Adding a dark background

Along time ago when I was a student my textiles tutor once commented to me that she could always recognise my work by my use of black. At the time she had been looking at drawings for a floral fabric where I had used only the tiniest hint of black behind lime green stems.

Adding a dark mottled red to a red and pink neckerchief.

I also remember my mother (an amateur oil painter) making a comment that she never used black, but only ever Payne’s grey.

Adding purple to a square flat crepe scarf.

Over the years I have begun to include more and more colours in their darker shades instead of the black to add depth to my designs. Every now and then I think I am going to stick with a pastel background, but somehow I find I want the design to be a little more punchy . . .

Adding Prussian blue as the final layer.

And then a pot of a dark Prussian blue or an imperial purple or even a rich brown is unscrewed and the dark dye banishes the pastel.

Adding dark brown and dark grey to a large crepe de chine scarf.
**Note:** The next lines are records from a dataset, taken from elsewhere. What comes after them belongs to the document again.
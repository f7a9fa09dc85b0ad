//! Case-insensitive substring search over a fixed set of fields.
//!
//! The query is split on whitespace; every term must occur in at least one
//! field. Matching runs in Rust rather than SQL `LIKE`, which only folds
//! ASCII case in SQLite.

/// True when `query` is blank or every term occurs in one of `fields`.
pub fn matches(query: &str, fields: &[&str]) -> bool {
    let haystacks: Vec<String> = fields.iter().map(|f| f.to_lowercase()).collect();
    query
        .split_whitespace()
        .map(str::to_lowercase)
        .all(|term| haystacks.iter().any(|h| h.contains(&term)))
}

/// Keep the items whose searchable fields match `query`.
pub fn filter<T, F>(items: Vec<T>, query: Option<&str>, fields: F) -> Vec<T>
where
    F: Fn(&T) -> Vec<&str>,
{
    match query.map(str::trim).filter(|q| !q.is_empty()) {
        Some(query) => items
            .into_iter()
            .filter(|item| matches(query, &fields(item)))
            .collect(),
        None => items,
    }
}

#[cfg(test)]
mod tests {
    use super::*;

    #[test]
    fn matching_ignores_case_across_scripts() {
        assert!(matches("преступление", &["Преступление и наказание"]));
        assert!(matches("RUST", &["", "the rust book"]));
        assert!(!matches("python", &["the rust book"]));
    }

    #[test]
    fn every_term_must_match_some_field() {
        let fields = ["Physics", "Drofa"];
        assert!(matches("physics drofa", &fields));
        assert!(!matches("physics prosveshchenie", &fields));
    }

    #[test]
    fn blank_query_keeps_everything() {
        let items = vec!["a", "b"];
        assert_eq!(filter(items.clone(), Some("  "), |s| vec![*s]), items);
        assert_eq!(filter(items.clone(), None, |s| vec![*s]), items);
        assert_eq!(filter(items, Some("B"), |s| vec![*s]), vec!["b"]);
    }
}
use libris_kernel::ValidationErrors;
use serde::{Deserialize, Serialize};

use crate::utils::fields::{required_text, WriteMode};

pub const NAME_MAX_CHARS: usize = 100;
pub const NAME_TAKEN: &str = "genre with this name already exists.";

#[derive(Debug, Clone, PartialEq, Eq, Serialize, sqlx::FromRow)]
pub struct Genre {
    pub id: i64,
    pub name: String,
}

#[derive(Debug, Clone, Default, Deserialize)]
pub struct GenrePayload {
    pub name: Option<String>,
}

impl GenrePayload {
    /// Cleaned genre name, merged over `current` for partial updates.
    pub fn resolve(
        self,
        mode: WriteMode,
        current: Option<&Genre>,
    ) -> Result<String, ValidationErrors> {
        let mut errors = ValidationErrors::new();
        let name = required_text(
            &mut errors,
            "name",
            mode.pick(self.name, current.map(|g| g.name.clone())),
            NAME_MAX_CHARS,
        );
        errors.into_result()?;
        Ok(name.unwrap_or_default())
    }
}
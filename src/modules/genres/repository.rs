use libris_db::{Database, StoreError, StoreResult};

use super::models::Genre;

/// Genre table access.
#[derive(Debug, Clone)]
pub struct GenreRepository {
    db: Database,
}

impl GenreRepository {
    pub fn new(db: Database) -> Self {
        Self { db }
    }

    pub async fn list(&self) -> StoreResult<Vec<Genre>> {
        Ok(
            sqlx::query_as("SELECT id, name FROM genre ORDER BY name, id")
                .fetch_all(self.db.pool())
                .await?,
        )
    }

    pub async fn get(&self, id: i64) -> StoreResult<Genre> {
        sqlx::query_as("SELECT id, name FROM genre WHERE id = ?")
            .bind(id)
            .fetch_optional(self.db.pool())
            .await?
            .ok_or_else(|| StoreError::not_found("genre", id))
    }

    pub async fn name_taken(&self, name: &str, exclude: Option<i64>) -> StoreResult<bool> {
        let found: Option<i64> =
            sqlx::query_scalar("SELECT id FROM genre WHERE name = ? AND id != ? LIMIT 1")
                .bind(name)
                .bind(exclude.unwrap_or(0))
                .fetch_optional(self.db.pool())
                .await?;
        Ok(found.is_some())
    }

    pub async fn insert(&self, name: &str) -> StoreResult<Genre> {
        let result = sqlx::query("INSERT INTO genre (name) VALUES (?)")
            .bind(name)
            .execute(self.db.pool())
            .await?;
        Ok(Genre {
            id: result.last_insert_rowid(),
            name: name.to_string(),
        })
    }

    pub async fn rename(&self, id: i64, name: &str) -> StoreResult<Genre> {
        let result = sqlx::query("UPDATE genre SET name = ? WHERE id = ?")
            .bind(name)
            .bind(id)
            .execute(self.db.pool())
            .await?;
        if result.rows_affected() == 0 {
            return Err(StoreError::not_found("genre", id));
        }
        Ok(Genre {
            id,
            name: name.to_string(),
        })
    }

    pub async fn delete(&self, id: i64) -> StoreResult<()> {
        let result = sqlx::query("DELETE FROM genre WHERE id = ?")
            .bind(id)
            .execute(self.db.pool())
            .await?;
        if result.rows_affected() == 0 {
            return Err(StoreError::not_found("genre", id));
        }
        Ok(())
    }
}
However, as I write this there’s work on the frame where I have designed from the outset to use pure black. I know it might seem strange, but to get the best black it has to be painted onto the natural silk before any other dye has been added. You’d think that black would just cover any previously painted area, but some of the initial coloured dye binds to the silk and even though the black is strong, it never quite looks as sharp.

Currently using black again.

Finding myself working again with black it seems, as with so much in life, even one’s creativity can turn full circle as part of a cycle. Apparently for me it turns out I am on a roughly seven year circuit! Of course, it’s never a true repeat, but a revisiting with the benefit of experience.

An example of a black background from the outset. One of the first five scarves I created when I launched my online shop back in 2013.

Author: agnesashe

Artisan, blogger and passionate East Anglian working from home.

16 thoughts on “Adding a dark background”

  1. All the designs have their own distinctive appeal. They are all delightful. I never thought I’d see the day, but somehow black has taken over and pushed most of my red clothing out of my wardrobe.

    1. Yes, as I was typing I realised I have started wearing black again. I wore a lot in the 1980s, but gradually stopped. Over the past five years black is back for me. Wonder if it is an age thing? Some strong colours are harsh against older skin.

      1. I see that once you get as old as the Queen, white hair hails the return of bright colours. I saw a recent photo where she was head to toe in scarlet!

      2. Wow! Well scarlet does have ancient connections with royalty, doesn’t it? Or is that purple? Or is that the priesthood? Anyway, I’m more used to her in pastels and other “not in your face” colours. Good on her for putting it out there. I often wonder if she would have wished a different life for herself.
        Someone brought my attention to her quote “Grief is the price we pay for love,” and whichever way you wish to cut WHY she said that, I think it is beautiful. I hope I remember it going forward.

      3. It would be nice to think that those words originated with the monarch, but I suspect they were suggested by one of her courtiers/advisors who had read them in ‘Bereavement: Studies of Grief in Adult Life’ by Dr Colin Murray Parkes, a psychiatrist at St.Christopher’s Hospice and a pioneer in hospice-based bereavement services.

    1. Oh don’t be – the Queen is of that generation and stratum of Brit society that doesn’t do public emotion and it was an amazing accomplishment for somebody to find such a phrase that she thought was suitable for general consumption.